** Data follows **

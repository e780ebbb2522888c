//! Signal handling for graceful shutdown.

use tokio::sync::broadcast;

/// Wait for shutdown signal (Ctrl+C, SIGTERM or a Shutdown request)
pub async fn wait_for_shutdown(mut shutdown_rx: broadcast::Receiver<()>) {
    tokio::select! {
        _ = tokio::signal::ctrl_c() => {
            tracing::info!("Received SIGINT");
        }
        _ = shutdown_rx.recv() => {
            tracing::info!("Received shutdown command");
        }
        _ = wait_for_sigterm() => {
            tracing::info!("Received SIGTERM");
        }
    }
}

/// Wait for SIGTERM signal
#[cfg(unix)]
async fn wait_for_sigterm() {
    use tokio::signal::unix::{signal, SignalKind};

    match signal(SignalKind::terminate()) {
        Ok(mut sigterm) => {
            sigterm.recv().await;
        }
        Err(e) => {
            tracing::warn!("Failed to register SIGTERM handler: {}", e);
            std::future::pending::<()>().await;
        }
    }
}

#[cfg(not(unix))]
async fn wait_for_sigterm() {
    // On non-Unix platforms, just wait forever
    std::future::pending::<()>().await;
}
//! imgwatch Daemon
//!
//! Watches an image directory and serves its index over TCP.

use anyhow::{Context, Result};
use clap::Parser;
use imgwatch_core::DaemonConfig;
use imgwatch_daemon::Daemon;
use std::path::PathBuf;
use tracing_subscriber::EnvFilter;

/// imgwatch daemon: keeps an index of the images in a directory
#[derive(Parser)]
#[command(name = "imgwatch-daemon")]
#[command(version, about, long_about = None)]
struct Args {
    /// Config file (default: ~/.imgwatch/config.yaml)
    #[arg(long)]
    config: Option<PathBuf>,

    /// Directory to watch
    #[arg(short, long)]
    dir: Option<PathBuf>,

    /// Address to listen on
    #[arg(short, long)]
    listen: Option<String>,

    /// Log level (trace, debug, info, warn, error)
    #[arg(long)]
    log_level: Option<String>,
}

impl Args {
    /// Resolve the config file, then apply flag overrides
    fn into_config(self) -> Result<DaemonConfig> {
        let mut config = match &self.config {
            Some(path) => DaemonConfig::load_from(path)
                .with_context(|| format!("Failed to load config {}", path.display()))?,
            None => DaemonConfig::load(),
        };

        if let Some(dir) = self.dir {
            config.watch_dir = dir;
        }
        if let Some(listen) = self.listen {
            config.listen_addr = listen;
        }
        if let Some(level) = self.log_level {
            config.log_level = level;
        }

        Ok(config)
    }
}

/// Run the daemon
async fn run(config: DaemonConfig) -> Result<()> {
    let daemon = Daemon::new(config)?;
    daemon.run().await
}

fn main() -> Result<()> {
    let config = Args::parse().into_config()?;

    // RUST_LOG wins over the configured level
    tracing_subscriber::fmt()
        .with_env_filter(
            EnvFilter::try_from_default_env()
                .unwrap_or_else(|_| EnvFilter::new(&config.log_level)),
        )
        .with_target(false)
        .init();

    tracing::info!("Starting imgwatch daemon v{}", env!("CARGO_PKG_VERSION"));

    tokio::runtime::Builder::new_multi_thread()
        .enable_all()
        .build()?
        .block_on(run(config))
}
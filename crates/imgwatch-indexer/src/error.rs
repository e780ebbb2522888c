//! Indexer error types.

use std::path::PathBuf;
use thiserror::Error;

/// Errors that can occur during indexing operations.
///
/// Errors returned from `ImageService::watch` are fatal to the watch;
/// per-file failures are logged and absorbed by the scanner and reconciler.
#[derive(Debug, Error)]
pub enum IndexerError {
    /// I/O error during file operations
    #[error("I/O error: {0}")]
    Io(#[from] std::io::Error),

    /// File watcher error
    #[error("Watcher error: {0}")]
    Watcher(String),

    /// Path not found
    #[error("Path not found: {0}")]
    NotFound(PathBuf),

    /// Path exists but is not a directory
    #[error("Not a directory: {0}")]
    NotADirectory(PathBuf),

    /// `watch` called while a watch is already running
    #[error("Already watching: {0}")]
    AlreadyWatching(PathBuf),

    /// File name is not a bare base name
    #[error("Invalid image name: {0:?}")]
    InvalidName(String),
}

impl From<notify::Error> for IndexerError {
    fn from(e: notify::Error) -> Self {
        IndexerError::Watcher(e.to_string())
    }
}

** End of Data **
** Data follows **

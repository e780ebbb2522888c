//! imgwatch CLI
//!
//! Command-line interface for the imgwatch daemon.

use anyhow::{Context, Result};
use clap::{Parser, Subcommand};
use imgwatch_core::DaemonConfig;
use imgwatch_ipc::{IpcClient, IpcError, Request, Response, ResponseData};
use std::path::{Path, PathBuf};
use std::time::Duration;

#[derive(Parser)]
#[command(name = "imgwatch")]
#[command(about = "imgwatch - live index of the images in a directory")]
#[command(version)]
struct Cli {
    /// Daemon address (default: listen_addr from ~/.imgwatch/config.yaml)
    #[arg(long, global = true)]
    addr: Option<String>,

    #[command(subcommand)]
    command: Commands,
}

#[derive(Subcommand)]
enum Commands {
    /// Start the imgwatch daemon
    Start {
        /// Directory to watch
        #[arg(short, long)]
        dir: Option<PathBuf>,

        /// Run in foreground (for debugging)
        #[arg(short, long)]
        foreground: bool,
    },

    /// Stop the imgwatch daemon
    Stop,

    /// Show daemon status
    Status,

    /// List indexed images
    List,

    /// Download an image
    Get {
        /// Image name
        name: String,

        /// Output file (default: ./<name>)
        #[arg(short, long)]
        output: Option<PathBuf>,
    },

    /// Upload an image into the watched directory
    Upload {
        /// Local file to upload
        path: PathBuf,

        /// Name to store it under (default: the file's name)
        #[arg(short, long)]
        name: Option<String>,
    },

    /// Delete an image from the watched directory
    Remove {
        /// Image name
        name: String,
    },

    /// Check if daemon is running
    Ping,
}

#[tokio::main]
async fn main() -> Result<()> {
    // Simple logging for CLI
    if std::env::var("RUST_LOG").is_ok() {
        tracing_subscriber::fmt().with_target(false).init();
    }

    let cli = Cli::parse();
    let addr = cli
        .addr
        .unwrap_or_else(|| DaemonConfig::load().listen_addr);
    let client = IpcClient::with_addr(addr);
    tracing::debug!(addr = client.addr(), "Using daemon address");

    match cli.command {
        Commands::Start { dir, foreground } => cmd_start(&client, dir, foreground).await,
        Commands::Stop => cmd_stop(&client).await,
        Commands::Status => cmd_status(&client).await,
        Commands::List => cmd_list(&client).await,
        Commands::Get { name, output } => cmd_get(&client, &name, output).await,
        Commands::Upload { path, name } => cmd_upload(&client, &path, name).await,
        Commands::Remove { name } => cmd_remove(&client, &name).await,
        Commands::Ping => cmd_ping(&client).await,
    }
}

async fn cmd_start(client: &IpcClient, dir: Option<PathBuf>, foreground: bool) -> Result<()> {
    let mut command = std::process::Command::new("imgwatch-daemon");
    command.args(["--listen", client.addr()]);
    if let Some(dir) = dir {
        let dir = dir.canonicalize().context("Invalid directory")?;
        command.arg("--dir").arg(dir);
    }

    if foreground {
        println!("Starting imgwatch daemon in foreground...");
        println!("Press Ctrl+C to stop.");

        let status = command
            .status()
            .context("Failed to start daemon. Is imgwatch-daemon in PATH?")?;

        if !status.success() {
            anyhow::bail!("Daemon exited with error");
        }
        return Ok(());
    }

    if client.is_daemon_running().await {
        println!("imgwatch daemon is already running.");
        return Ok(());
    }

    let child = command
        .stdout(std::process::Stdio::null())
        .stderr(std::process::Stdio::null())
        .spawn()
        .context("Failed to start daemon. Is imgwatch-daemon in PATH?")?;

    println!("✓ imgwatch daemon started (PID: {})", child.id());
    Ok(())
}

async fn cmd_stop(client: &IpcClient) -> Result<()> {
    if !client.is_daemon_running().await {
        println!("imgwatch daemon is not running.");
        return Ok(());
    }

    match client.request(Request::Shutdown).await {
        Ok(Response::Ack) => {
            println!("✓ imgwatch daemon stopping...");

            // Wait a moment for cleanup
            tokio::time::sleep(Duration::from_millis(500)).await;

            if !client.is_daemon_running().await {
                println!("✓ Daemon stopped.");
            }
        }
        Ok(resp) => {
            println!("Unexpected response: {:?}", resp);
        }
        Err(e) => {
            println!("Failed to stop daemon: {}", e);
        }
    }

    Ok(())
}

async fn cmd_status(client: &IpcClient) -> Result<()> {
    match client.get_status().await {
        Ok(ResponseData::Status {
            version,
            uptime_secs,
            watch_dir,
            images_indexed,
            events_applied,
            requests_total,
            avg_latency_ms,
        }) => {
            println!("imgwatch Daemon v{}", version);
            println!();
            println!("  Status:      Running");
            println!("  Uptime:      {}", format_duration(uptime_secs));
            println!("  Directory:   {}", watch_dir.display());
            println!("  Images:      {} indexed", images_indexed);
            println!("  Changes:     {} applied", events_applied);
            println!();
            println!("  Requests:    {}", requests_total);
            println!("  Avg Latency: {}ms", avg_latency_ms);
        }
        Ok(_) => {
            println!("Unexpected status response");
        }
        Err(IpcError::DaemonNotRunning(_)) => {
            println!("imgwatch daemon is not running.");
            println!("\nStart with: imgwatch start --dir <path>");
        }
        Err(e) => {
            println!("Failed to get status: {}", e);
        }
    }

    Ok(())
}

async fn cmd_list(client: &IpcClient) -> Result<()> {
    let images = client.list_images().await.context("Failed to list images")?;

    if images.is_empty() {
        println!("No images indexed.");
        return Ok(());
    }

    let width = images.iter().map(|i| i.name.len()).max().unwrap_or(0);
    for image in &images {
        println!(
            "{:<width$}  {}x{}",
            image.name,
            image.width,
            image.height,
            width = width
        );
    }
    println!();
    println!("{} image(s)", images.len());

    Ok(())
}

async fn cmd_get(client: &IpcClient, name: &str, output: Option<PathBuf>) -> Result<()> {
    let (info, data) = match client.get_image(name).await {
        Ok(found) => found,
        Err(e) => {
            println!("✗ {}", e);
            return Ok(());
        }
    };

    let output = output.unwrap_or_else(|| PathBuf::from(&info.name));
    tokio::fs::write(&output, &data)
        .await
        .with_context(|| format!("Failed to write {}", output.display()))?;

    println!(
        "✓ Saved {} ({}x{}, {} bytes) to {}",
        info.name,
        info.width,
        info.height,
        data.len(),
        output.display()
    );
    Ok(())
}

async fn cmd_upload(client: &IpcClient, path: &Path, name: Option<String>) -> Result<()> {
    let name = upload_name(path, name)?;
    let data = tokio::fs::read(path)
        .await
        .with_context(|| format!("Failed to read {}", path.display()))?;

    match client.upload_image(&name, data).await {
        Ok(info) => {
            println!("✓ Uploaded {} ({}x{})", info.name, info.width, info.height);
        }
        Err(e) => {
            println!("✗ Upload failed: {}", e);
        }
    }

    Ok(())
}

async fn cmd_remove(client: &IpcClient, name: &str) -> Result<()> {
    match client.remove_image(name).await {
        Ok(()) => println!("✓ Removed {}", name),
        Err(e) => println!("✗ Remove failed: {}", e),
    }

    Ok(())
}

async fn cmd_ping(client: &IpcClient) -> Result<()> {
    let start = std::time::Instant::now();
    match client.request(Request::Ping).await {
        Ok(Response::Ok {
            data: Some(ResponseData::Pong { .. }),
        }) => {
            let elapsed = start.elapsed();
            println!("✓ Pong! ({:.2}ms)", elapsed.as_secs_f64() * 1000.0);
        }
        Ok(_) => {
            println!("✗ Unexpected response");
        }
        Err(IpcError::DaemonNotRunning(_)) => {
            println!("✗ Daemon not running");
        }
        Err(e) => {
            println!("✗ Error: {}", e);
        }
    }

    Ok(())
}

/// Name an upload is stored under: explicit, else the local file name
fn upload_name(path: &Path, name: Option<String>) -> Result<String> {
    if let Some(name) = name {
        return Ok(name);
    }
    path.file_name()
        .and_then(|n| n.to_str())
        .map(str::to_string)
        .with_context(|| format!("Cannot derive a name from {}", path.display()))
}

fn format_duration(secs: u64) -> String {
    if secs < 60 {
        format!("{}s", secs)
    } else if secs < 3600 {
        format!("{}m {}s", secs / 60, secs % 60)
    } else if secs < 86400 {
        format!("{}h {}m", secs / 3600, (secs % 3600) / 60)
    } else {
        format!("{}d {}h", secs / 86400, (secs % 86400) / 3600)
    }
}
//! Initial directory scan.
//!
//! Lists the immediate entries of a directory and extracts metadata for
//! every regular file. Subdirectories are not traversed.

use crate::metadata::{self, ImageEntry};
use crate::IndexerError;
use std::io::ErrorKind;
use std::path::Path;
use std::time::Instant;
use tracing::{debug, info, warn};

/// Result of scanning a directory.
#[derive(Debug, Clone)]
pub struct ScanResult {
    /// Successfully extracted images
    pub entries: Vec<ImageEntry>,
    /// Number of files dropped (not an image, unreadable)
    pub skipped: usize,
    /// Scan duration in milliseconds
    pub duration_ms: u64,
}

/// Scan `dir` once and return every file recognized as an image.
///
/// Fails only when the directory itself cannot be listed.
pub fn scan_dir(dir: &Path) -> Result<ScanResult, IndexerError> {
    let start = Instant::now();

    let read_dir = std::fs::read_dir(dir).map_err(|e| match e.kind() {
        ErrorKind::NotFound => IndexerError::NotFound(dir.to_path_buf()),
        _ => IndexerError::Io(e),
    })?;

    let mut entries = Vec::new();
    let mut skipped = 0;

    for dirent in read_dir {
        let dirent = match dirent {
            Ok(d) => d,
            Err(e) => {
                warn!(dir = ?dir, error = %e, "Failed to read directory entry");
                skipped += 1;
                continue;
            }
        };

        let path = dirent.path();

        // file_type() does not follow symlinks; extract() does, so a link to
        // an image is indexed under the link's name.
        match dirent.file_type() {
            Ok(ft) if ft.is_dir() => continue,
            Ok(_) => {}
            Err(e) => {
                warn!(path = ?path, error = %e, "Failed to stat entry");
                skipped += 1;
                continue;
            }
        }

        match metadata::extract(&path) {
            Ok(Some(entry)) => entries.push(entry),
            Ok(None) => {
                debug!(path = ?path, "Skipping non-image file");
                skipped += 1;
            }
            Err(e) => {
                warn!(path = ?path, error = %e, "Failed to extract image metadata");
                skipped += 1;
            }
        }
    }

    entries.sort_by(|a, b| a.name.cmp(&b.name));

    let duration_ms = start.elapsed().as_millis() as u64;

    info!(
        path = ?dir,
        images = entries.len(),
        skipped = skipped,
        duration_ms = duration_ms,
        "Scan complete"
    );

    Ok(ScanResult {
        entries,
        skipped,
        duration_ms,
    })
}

** End of Data **
** Data follows **

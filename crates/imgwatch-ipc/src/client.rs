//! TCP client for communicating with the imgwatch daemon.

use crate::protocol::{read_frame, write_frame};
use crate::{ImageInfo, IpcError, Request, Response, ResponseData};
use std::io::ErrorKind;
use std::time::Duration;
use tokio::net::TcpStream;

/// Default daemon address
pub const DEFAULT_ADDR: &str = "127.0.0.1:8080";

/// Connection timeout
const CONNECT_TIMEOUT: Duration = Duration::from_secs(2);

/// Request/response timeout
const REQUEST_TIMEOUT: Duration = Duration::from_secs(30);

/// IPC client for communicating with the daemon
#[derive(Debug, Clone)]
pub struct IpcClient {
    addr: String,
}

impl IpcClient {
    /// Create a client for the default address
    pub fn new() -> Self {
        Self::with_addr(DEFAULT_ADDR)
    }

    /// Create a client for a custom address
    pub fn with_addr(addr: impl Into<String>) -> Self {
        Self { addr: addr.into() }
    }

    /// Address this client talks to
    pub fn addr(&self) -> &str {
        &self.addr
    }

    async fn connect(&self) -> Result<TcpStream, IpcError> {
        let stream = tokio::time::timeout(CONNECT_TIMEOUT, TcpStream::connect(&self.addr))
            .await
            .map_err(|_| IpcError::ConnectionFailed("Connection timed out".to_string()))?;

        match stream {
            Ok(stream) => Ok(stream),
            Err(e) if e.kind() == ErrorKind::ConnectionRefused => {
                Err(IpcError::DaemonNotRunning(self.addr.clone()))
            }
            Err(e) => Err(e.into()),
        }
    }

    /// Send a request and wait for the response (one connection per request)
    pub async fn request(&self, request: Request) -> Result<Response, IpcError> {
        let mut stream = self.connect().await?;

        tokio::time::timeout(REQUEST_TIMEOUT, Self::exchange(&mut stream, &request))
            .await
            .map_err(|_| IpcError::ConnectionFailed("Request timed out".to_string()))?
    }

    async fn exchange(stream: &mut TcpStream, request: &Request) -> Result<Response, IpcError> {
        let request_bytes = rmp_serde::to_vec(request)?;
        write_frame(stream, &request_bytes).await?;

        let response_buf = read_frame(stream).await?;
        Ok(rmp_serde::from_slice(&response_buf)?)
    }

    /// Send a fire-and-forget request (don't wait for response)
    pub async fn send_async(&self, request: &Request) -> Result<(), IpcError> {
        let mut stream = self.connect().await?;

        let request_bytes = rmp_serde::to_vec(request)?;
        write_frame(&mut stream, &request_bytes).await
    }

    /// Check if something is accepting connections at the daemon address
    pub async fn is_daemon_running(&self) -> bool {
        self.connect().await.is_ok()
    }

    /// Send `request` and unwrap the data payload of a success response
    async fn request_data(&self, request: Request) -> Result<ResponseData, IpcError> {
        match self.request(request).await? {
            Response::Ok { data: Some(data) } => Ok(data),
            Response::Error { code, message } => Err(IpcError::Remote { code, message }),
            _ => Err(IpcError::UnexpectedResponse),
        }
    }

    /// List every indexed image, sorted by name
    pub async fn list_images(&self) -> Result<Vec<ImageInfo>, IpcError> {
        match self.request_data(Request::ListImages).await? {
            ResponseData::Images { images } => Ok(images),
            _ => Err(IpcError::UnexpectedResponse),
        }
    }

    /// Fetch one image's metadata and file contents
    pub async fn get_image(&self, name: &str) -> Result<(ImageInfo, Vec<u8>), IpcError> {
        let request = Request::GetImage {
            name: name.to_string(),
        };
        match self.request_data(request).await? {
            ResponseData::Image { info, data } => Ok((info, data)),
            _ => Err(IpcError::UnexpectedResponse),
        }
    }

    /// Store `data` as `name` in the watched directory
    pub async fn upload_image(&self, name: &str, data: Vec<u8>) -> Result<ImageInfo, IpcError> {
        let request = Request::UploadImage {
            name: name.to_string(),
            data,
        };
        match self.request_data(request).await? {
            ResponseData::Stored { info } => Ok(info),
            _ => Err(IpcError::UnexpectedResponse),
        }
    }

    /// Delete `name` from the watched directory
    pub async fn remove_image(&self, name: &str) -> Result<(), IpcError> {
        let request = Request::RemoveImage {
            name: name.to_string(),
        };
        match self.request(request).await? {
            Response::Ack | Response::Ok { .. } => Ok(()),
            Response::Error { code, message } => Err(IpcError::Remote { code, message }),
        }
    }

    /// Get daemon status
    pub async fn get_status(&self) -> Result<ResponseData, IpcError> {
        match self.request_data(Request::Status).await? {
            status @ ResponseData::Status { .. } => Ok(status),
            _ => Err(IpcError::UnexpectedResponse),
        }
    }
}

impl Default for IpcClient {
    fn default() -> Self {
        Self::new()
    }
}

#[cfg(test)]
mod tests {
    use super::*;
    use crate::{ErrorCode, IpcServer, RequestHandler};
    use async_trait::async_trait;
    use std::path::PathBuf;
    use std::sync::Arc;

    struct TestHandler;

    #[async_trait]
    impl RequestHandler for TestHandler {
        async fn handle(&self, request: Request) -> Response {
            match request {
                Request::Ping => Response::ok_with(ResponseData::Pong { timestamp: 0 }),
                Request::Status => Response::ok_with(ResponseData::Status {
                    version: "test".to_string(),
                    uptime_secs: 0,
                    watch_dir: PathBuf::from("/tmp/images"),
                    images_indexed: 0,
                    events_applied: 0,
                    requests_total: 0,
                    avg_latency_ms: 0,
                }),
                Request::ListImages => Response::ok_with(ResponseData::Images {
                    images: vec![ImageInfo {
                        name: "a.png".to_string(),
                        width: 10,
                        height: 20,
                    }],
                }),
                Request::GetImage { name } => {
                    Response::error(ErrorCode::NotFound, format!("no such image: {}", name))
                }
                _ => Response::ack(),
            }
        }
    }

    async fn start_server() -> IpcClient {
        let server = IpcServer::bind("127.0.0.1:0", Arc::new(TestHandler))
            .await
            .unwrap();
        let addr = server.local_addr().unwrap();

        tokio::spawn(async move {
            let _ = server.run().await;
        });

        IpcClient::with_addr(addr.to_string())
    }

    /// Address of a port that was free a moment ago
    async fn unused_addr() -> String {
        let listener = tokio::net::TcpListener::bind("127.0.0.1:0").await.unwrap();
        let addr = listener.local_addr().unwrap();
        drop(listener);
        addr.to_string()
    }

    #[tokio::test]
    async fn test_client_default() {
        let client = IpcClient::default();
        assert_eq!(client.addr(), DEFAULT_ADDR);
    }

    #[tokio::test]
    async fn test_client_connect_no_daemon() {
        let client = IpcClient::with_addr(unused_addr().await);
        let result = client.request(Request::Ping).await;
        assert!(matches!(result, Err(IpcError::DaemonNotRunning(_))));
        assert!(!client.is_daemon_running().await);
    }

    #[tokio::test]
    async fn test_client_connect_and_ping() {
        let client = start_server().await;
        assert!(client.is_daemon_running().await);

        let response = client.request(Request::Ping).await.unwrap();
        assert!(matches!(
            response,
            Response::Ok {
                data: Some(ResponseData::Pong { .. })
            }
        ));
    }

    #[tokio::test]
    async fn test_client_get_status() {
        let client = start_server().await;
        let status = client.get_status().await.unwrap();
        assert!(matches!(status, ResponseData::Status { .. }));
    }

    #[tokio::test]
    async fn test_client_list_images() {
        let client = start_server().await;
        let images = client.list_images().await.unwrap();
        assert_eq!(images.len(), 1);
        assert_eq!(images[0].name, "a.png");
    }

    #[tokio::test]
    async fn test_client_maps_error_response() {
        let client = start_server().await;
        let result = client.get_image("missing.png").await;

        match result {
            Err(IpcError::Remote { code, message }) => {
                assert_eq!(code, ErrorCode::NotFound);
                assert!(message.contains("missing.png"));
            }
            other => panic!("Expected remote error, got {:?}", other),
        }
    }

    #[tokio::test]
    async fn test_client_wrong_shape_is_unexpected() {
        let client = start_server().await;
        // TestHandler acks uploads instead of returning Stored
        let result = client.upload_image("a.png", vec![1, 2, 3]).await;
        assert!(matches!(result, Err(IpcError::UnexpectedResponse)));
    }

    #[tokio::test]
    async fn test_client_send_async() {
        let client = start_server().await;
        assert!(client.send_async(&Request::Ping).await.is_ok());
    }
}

** End of Data **

## Directions
Pull from the data each line where the string "process" turns up.

## Exercise response
    let mut command = std::process::Command::new("imgwatch-daemon");
        .stdout(std::process::Stdio::null())
        .stderr(std::process::Stdio::null())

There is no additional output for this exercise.